TASK DETAILS
Nothing but a number should be returned: the count of lines in the records that contain "StandardScaler".

INFORMATION GIVEN
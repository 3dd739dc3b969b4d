//! Per-column standardisation fitted elsewhere and shipped as JSON.

use serde::{Deserialize, Serialize};

use super::{check_columns, Scaler};
use crate::pipeline::PipelineError;
use crate::schema::FEATURE_COUNT;

/// `(x - mean) / scale` per column, in schema order.
///
/// JSON form: `{"mean": [..15 floats..], "scale": [..15 floats..]}`.
#[derive(Debug, Clone, PartialEq, Serialize, Deserialize)]
pub struct StandardScaler {
    pub mean: Vec<f64>,
    pub scale: Vec<f64>,
}

impl StandardScaler {
    /// Checks column counts and that every parameter is finite with a
    /// non-zero scale.
    pub fn validate(&self) -> Result<(), PipelineError> {
        check_columns("scaler mean", &self.mean)?;
        check_columns("scaler scale", &self.scale)?;
        if let Some(i) = self.scale.iter().position(|s| *s == 0.0) {
            return Err(PipelineError::InvalidParameter(format!(
                "scaler scale for column {i} is zero"
            )));
        }
        Ok(())
    }
}

impl Scaler for StandardScaler {
    fn transform(&self, row: &[f64; FEATURE_COUNT]) -> Result<[f64; FEATURE_COUNT], PipelineError> {
        self.validate()?;
        let mut out = [0.0; FEATURE_COUNT];
        for (i, slot) in out.iter_mut().enumerate() {
            *slot = (row[i] - self.mean[i]) / self.scale[i];
        }
        Ok(out)
    }
}

#[cfg(test)]
mod tests {
    use super::*;

    fn scaler(mean: f64, scale: f64) -> StandardScaler {
        StandardScaler {
            mean: vec![mean; FEATURE_COUNT],
            scale: vec![scale; FEATURE_COUNT],
        }
    }

    #[test]
    fn transform_standardises() {
        let s = scaler(1.0, 2.0);
        let out = s.transform(&[5.0; FEATURE_COUNT]).unwrap();
        assert!(out.iter().all(|v| (*v - 2.0).abs() < 1e-12));
    }

    #[test]
    fn wrong_column_count_rejected() {
        let s = StandardScaler {
            mean: vec![0.0; 3],
            scale: vec![1.0; FEATURE_COUNT],
        };
        match s.transform(&[0.0; FEATURE_COUNT]) {
            Err(PipelineError::DimensionMismatch {
                expected, actual, ..
            }) => {
                assert_eq!(expected, FEATURE_COUNT);
                assert_eq!(actual, 3);
            }
            other => panic!("expected DimensionMismatch, got {other:?}"),
        }
    }

    #[test]
    fn zero_or_nan_scale_rejected() {
        assert!(matches!(
            scaler(0.0, 0.0).validate(),
            Err(PipelineError::InvalidParameter(_))
        ));
        assert!(scaler(0.0, f64::NAN).validate().is_err());
        assert!(scaler(0.0, 1.0).validate().is_ok());
    }

    #[test]
    fn json_form() {
        let json = format!(
            r#"{{"mean": {:?}, "scale": {:?}}}"#,
            vec![0.5; FEATURE_COUNT],
            vec![2.0; FEATURE_COUNT]
        );
        let s: StandardScaler = serde_json::from_str(&json).unwrap();
        assert_eq!(s, scaler(0.5, 2.0));
    }
}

RESPONSE TO THIS TASK
7